PROBLEM :: Where a line of the following data contains the string "BookingRecord", include it in the tally. Report the total alone.

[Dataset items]

-=-=-=-=-

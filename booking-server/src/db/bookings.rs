//! Booking record and pending payment index persistence

use redb::{ReadableTable, WriteTransaction};
use shared::models::{BookingRecord, DiningTable, ZonePolicy};

use super::{
    BOOKINGS_TABLE, PENDING_PAYMENTS_TABLE, Storage, StorageResult, decode, encode, read_all_str,
};

fn sort_newest_first(records: &mut [BookingRecord]) {
    records.sort_by(|a, b| {
        b.booking_date
            .cmp(&a.booking_date)
            .then_with(|| a.id.cmp(&b.id))
    });
}

impl Storage {
    // ========== Bookings ==========

    /// Get a booking by id
    pub fn get_booking(&self, booking_id: &str) -> StorageResult<Option<BookingRecord>> {
        let read_txn = self.begin_read()?;
        let table = read_txn.open_table(BOOKINGS_TABLE)?;
        let record = table
            .get(booking_id)?
            .map(|guard| decode(guard.value()))
            .transpose()?;
        Ok(record)
    }

    /// Get a booking by id (within transaction)
    pub fn get_booking_txn(
        &self,
        txn: &WriteTransaction,
        booking_id: &str,
    ) -> StorageResult<Option<BookingRecord>> {
        let table = txn.open_table(BOOKINGS_TABLE)?;
        let record = table
            .get(booking_id)?
            .map(|guard| decode(guard.value()))
            .transpose()?;
        Ok(record)
    }

    /// List all bookings, newest first
    pub fn list_bookings(&self) -> StorageResult<Vec<BookingRecord>> {
        let read_txn = self.begin_read()?;
        let table = read_txn.open_table(BOOKINGS_TABLE)?;
        let mut records: Vec<BookingRecord> = read_all_str(&table)?;
        sort_newest_first(&mut records);
        Ok(records)
    }

    /// Zones, tables and bookings from a single read transaction
    pub fn read_dashboard(
        &self,
    ) -> StorageResult<(Vec<ZonePolicy>, Vec<DiningTable>, Vec<BookingRecord>)> {
        let read_txn = self.begin_read()?;
        let (tables, zones) = Self::read_catalog_in(&read_txn)?;
        let bookings = read_txn.open_table(BOOKINGS_TABLE)?;
        let mut records: Vec<BookingRecord> = read_all_str(&bookings)?;
        sort_newest_first(&mut records);
        Ok((zones, tables, records))
    }

    /// Insert or replace a booking
    pub fn put_booking(&self, txn: &WriteTransaction, record: &BookingRecord) -> StorageResult<()> {
        let mut table = txn.open_table(BOOKINGS_TABLE)?;
        let value = encode(record)?;
        table.insert(record.id.as_str(), value.as_slice())?;
        Ok(())
    }

    /// Remove a booking, returns whether it existed
    pub fn remove_booking(&self, txn: &WriteTransaction, booking_id: &str) -> StorageResult<bool> {
        let mut table = txn.open_table(BOOKINGS_TABLE)?;
        let removed = table.remove(booking_id)?.is_some();
        Ok(removed)
    }

    // ========== Pending Payment Index ==========

    /// Track a booking awaiting payment
    pub fn insert_pending(
        &self,
        txn: &WriteTransaction,
        booking_id: &str,
        deadline: i64,
    ) -> StorageResult<()> {
        let mut table = txn.open_table(PENDING_PAYMENTS_TABLE)?;
        table.insert(booking_id, deadline)?;
        Ok(())
    }

    /// Stop tracking a booking (confirmed / cancelled / expired / deleted)
    pub fn remove_pending(&self, txn: &WriteTransaction, booking_id: &str) -> StorageResult<()> {
        let mut table = txn.open_table(PENDING_PAYMENTS_TABLE)?;
        table.remove(booking_id)?;
        Ok(())
    }

    /// Booking ids whose payment deadline is strictly before `now`
    pub fn due_pending(&self, now: i64) -> StorageResult<Vec<String>> {
        let read_txn = self.begin_read()?;
        let table = read_txn.open_table(PENDING_PAYMENTS_TABLE)?;
        let mut due = Vec::new();
        for result in table.iter()? {
            let (key, value) = result?;
            if value.value() < now {
                due.push(key.value().to_string());
            }
        }
        Ok(due)
    }

    /// Number of bookings awaiting payment
    pub fn pending_count(&self) -> StorageResult<u64> {
        use redb::ReadableTableMetadata;
        let read_txn = self.begin_read()?;
        let table = read_txn.open_table(PENDING_PAYMENTS_TABLE)?;
        Ok(table.len()?)
    }
}
//! 工具模块 - 通用工具函数和类型
//!
//! # 内容
//!
//! - [`AppError`] - 应用错误类型 (from shared::error)
//! - [`ApiResponse`] - API 响应结构 (from shared::error)
//! - 日志、输入校验、时钟

pub mod clock;
pub mod logger;
pub mod validation;

pub use clock::{Clock, ManualClock, SystemClock};
pub use shared::error::{ApiResponse, AppError, AppResult, ErrorCategory, ErrorCode};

-=-=-=-=-

RESULT :: 9